VATS resection of congenital cystic adenomatous malformation and operative repair of other intrathoracic pathologies in children are becoming increasingly popular.1,4 Although VATS results in longer operative times, it is associated with shorter hospital stay, better cosmesis, and reduced postoperative pain.5 During VATS, CO2 pneumothorax (capnothorax) is routinely performed to ensure and maintain ipsilateral lung collapse to aid surgical exposure.6 Capnothorax is typically accompanied by a moderate increase in ETCO2 and is usually well tolerated by most children and is normally not accompanied by hemodynamic perturbations. Indeed, hypercapnia during VATS has been shown to have some hemodynamic benefit.7 This mild-to-moderate hypercapnia can usually be remedied by slightly increased respiratory rate. Our patient developed a rapid, supraphysiologic increase in ETCO2 and became progressively hypotensive. The massive increase in ETCO2 was due to a bronchopleural fistula, which produced a direct communication between CO2 being insufflated into the pleura and lung/bronchial tissue. The CO2 was then carried into the ETT in the trachea to the capnometer where high ETCO2 readings were detected. The progressive hypotension was due to rapidly developing tension pneumothorax.
VATS is a relatively safe procedure. One report of approximately 1100 consecutive VATS cases over a 12-year period identified prolonged air leak, wound infection, bleeding, and rarely conversion to open thoracotomy as the most frequent complications.8 Despite the reported low risk and efficacy of VATS,9 occasionally acute intraoperative complications that necessitate conversion to open thoracotomy may occur. Intraoperative bronchopleural fistula with tension pneumothorax is extremely uncommon but should be suspected when a supraphysiologic increase in ETCO2 with concomitant hemodynamic perturbation occurs. One additional report of intraoperative airway injury confirmed by ETCO2 has been published but this occurred in an adult patient undergoing thoracoscopic esophagectomy.10 Our case represents the only pediatric report to date.
Other possible causes of rapidly increasing ETCO2 include malignant hyperthermia, progressive hypoventilation, and thyroid storm. However, none of these differential diagnoses are accompanied by a supraphysiologic increase in ETCO2. Typically, air embolism in the early phase will cause a decrease in the ETCO2 due to an increase in dead space to tidal ventilation (VD/VT).
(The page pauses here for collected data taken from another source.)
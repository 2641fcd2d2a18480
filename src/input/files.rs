//! Export and configuration file readers.

use super::latin1;
use crate::error::ReportError;
use crate::models::{Denylist, LookupTable};
use std::path::Path;

/// Extensions accepted for uploaded exports.
const ALLOWED_EXTENSIONS: [&str; 1] = ["csv"];

/// True if the file name has an accepted extension (case-insensitive).
pub fn is_allowed_file(path: &Path) -> bool {
    path.extension()
        .and_then(|e| e.to_str())
        .map(|e| ALLOWED_EXTENSIONS.contains(&e.to_lowercase().as_str()))
        .unwrap_or(false)
}

/// Read the raw bytes of a configuration export.
///
/// # Returns
/// * `Ok(Vec<u8>)` - File content, still Latin-1 encoded
/// * `Err` - If the extension is not `.csv` or the file can't be read
pub fn read_export(path: &Path) -> Result<Vec<u8>, ReportError> {
    if !is_allowed_file(path) {
        return Err(ReportError::UnsupportedFile {
            path: path.to_path_buf(),
        });
    }
    let bytes = std::fs::read(path).map_err(|e| ReportError::io(path, e))?;
    log::info!("Read export {} ({} bytes)", path.display(), bytes.len());
    Ok(bytes)
}

/// Read the invalid types file, one device type per line.
pub fn read_denylist(path: &Path) -> Result<Denylist, ReportError> {
    let text = read_latin1(path)?;
    let denylist = Denylist::from_lines(&text);
    log::info!(
        "Loaded {} invalid device types from {}",
        denylist.len(),
        path.display()
    );
    Ok(denylist)
}

/// Read the `deviceType;articleNumber;objectCode` lookup file.
pub fn read_lookup_table(path: &Path) -> Result<LookupTable, ReportError> {
    let text = read_latin1(path)?;
    let table = LookupTable::parse(&text);
    log::info!(
        "Loaded {} lookup entries from {}",
        table.len(),
        path.display()
    );
    Ok(table)
}

fn read_latin1(path: &Path) -> Result<String, ReportError> {
    let bytes = std::fs::read(path).map_err(|e| ReportError::io(path, e))?;
    Ok(latin1::decode(&bytes))
}

#[cfg(test)]
mod tests {
    use super::*;

    #[test]
    fn test_is_allowed_file() {
        assert!(is_allowed_file(Path::new("export.csv")));
        assert!(is_allowed_file(Path::new("dir/EXPORT.CSV")));
        assert!(!is_allowed_file(Path::new("export.txt")));
        assert!(!is_allowed_file(Path::new("csv")));
        assert!(!is_allowed_file(Path::new("export.csv.bak")));
    }

    #[test]
    fn test_read_export_rejects_extension() {
        let err = read_export(Path::new("src/tests/test_data/invalid_types.txt")).unwrap_err();
        assert!(matches!(err, ReportError::UnsupportedFile { .. }));
    }

    #[test]
    fn test_read_export_missing_file() {
        let err = read_export(Path::new("src/tests/test_data/does_not_exist.csv")).unwrap_err();
        assert!(matches!(err, ReportError::Io { .. }));
    }

    #[test]
    fn test_read_denylist() {
        let denylist = read_denylist(Path::new("src/tests/test_data/invalid_types.txt"))
            .expect("Error reading invalid types");
        assert_eq!(denylist.len(), 3);
        assert!(denylist.contains("IO-MODUL"));
        assert!(denylist.contains("SIRÉN"));
        assert!(denylist.contains("LARMDON"));
    }

    #[test]
    fn test_read_lookup_table() {
        let table = read_lookup_table(Path::new("src/tests/test_data/lookup.txt"))
            .expect("Error reading lookup table");
        assert_eq!(table.len(), 3);
        let entry = table.get("OPT-DET").expect("OPT-DET missing");
        assert_eq!(entry.article_number, "100-2001");
        assert_eq!(entry.object_code, "RD");
    }
}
Furthermore, during the early phase of creating capnothorax, CO2 embolism may occur. This is typically associated with tachycardia, and the increased ETCO2 is not as marked as occurred in our case and is usually transient.11 Large volume CO2 embolism may be associated with hypotension, cardiac arrhythmias, and pulmonary edema.11
In summary, this report illustrates a rare but potentially lethal intraoperative complication of VATS (bronchopleural fistula with rapidly evolving tension pneumothorax). Prompt diagnosis was aided by the rapid increase in ETCO2 and communication with the surgeons. It is essential that anesthetic caregivers are aware that capnothorax is created during VATS and that rapidly increasing ETCO2 may indicate large airway injury.